State highway in Idaho, United States

State Highway 4 (SH-4) is a state highway in Shoshone County, in the U.S. state of Idaho. It runs 7.380 mi from Interstate 90 (I-90) in Wallace, east to the ghost town of Burke.

==Route description==
SH-4 begins at an intersection with I-90 in Wallace, then heads generally northeast through Burke Canyon, past historical markers for Frisco Hill and Burke, ending in Burke.

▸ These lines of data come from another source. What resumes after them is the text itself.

//! Character-relationship graph extraction from long texts.
//!
//! A large-context model reads a complete text and produces a graph of its
//! characters and their relationships as structured JSON. The graph is
//! refined over repeated passes: each iteration feeds the previous
//! snapshot back to the model as a draft, merges the reply over it, and
//! persists the result, so every pass can only grow what earlier passes
//! found.
//!
//! ```ignore
//! use chargraph_core::{Extractor, ExtractorConfig, SnapshotStore};
//! use llmclient::{Client, Provider};
//!
//! let client = Client::from_env(Provider::Gemini)?;
//! let store = SnapshotStore::open("out/dracula").await?;
//! let config = ExtractorConfig::new().with_iterations(3);
//! let report = Extractor::new(client, config).run(&text, &store).await?;
//! println!("{} snapshots written", report.completed());
//! ```

pub mod extract;
pub mod graph;
pub mod index;
pub mod merge;
pub mod model;
pub mod prompt;
pub mod render;
pub mod schema;
pub mod stats;
pub mod store;
pub mod testing;

pub use extract::{
    ExtractError, Extractor, ExtractorConfig, FailureMode, IterationError, IterationOutcome,
    RunReport,
};
pub use graph::{Character, CharacterId, GraphSnapshot, LinkTone, Relation, SnapshotError};
pub use index::BookIndex;
pub use model::TextModel;
pub use schema::SchemaOptions;
pub use stats::GraphStats;
pub use store::SnapshotStore;
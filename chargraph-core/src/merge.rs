//! Merging a refinement response into the previous draft.
//!
//! The model receives the previous snapshot embedded in its prompt and is
//! instructed to return the complete refined graph, keeping ids stable.
//! The merge trusts that contract: identity is the model-assigned id (for
//! characters) or the unordered id pair (for relations), with no
//! independent reconciliation of names or labels. Where the response
//! speaks it wins; draft entries the response dropped are carried forward,
//! since a character introduced in one iteration stays in every later one.

use crate::graph::{Character, CharacterId, GraphSnapshot, PairKey, Relation};
use std::collections::BTreeMap;

/// Merge `response` over `draft`, producing the next snapshot.
///
/// Output order is deterministic: characters sorted by id, relations by
/// their normalized pair.
pub fn refine(draft: &GraphSnapshot, response: GraphSnapshot) -> GraphSnapshot {
    let mut characters: BTreeMap<CharacterId, Character> = draft
        .characters
        .iter()
        .cloned()
        .map(|character| (character.id, character))
        .collect();
    for character in response.characters {
        characters.insert(character.id, character);
    }

    let mut relations: BTreeMap<PairKey, Relation> = draft
        .relations
        .iter()
        .cloned()
        .map(|relation| (relation.pair(), relation))
        .collect();
    for relation in response.relations {
        relations.insert(relation.pair(), relation);
    }

    GraphSnapshot::new(
        characters.into_values().collect(),
        relations.into_values().collect(),
    )
}

#[cfg(test)]
mod tests {
    use super::*;
    use crate::graph::{Character, CharacterId, Relation};

    fn id(raw: u64) -> CharacterId {
        CharacterId::new(raw)
    }

    #[test]
    fn response_reuses_draft_ids() {
        let draft = GraphSnapshot::new(
            vec![
                Character::new(id(1), "Alice"),
                Character::new(id(2), "Bob"),
            ],
            vec![],
        );
        let response = GraphSnapshot::new(
            vec![
                Character::new(id(1), "Alice").with_alias("Ally").main(),
                Character::new(id(2), "Bob"),
                Character::new(id(3), "Carol"),
            ],
            vec![],
        );

        let merged = refine(&draft, response);

        assert_eq!(merged.characters.len(), 3);
        let alice = merged.character(id(1)).unwrap();
        assert_eq!(alice.names, vec!["Alice", "Ally"]);
        assert!(alice.main_character);
        assert_eq!(merged.character(id(3)).unwrap().common_name, "Carol");
    }

    #[test]
    fn dropped_draft_characters_are_carried_forward() {
        let draft = GraphSnapshot::new(
            vec![
                Character::new(id(1), "Alice"),
                Character::new(id(2), "Bob").with_description("A sailor."),
            ],
            vec![Relation::new(id(1), id(2), "friend", 4.0, 0.5)],
        );
        // The response forgot Bob and the friendship entirely.
        let response = GraphSnapshot::new(vec![Character::new(id(1), "Alice")], vec![]);

        let merged = refine(&draft, response);

        assert_eq!(merged.characters.len(), 2);
        assert_eq!(
            merged.character(id(2)).unwrap().description.as_deref(),
            Some("A sailor.")
        );
        assert_eq!(merged.relations.len(), 1);
        assert_eq!(merged.relations[0].relation, vec!["friend"]);
    }

    #[test]
    fn response_wins_for_shared_pairs() {
        let draft = GraphSnapshot::new(
            vec![
                Character::new(id(1), "Alice"),
                Character::new(id(2), "Bob"),
            ],
            vec![Relation::new(id(1), id(2), "acquaintance", 2.0, 0.1)],
        );
        // Same pair with endpoints reversed still counts as the same relation.
        let response = GraphSnapshot::new(
            vec![
                Character::new(id(1), "Alice"),
                Character::new(id(2), "Bob"),
            ],
            vec![Relation::new(id(2), id(1), "rival", 6.0, -0.7)],
        );

        let merged = refine(&draft, response);

        assert_eq!(merged.relations.len(), 1);
        assert_eq!(merged.relations[0].relation, vec!["rival"]);
        assert_eq!(merged.relations[0].weight, 6.0);
    }

    #[test]
    fn distinct_pairs_accumulate() {
        let draft = GraphSnapshot::new(
            vec![
                Character::new(id(1), "Alice"),
                Character::new(id(2), "Bob"),
            ],
            vec![Relation::new(id(1), id(2), "friend", 4.0, 0.5)],
        );
        let response = GraphSnapshot::new(
            vec![
                Character::new(id(1), "Alice"),
                Character::new(id(2), "Bob"),
                Character::new(id(3), "Carol"),
            ],
            vec![Relation::new(id(1), id(3), "mentor", 3.0, 0.4)],
        );

        let merged = refine(&draft, response);

        assert_eq!(merged.relations.len(), 2);
        merged.validate().unwrap();
    }

    #[test]
    fn output_order_is_deterministic() {
        let draft = GraphSnapshot::default();
        let response = GraphSnapshot::new(
            vec![
                Character::new(id(3), "Carol"),
                Character::new(id(1), "Alice"),
                Character::new(id(2), "Bob"),
            ],
            vec![
                Relation::new(id(2), id(3), "friend", 2.0, 0.3),
                Relation::new(id(1), id(2), "friend", 2.0, 0.3),
            ],
        );

        let merged = refine(&draft, response);

        let ids: Vec<u64> = merged
            .characters
            .iter()
            .map(|character| character.id.value())
            .collect();
        assert_eq!(ids, vec![1, 2, 3]);
        assert_eq!(merged.relations[0].pair(), PairKey::new(id(1), id(2)));
    }
}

The road continues eastward as National Forest Road No. 7623.

==History==
In the 1930s, Route 4 was envisioned as a cross-state route, to directly connect Wallace to Thompson Falls, Montana over Glidden Pass, as seen on the 1937 map (later routed over Cooper Pass). This plan was abandoned due to impassable roads and World War II. Paved SH-4 was truncated at Burke.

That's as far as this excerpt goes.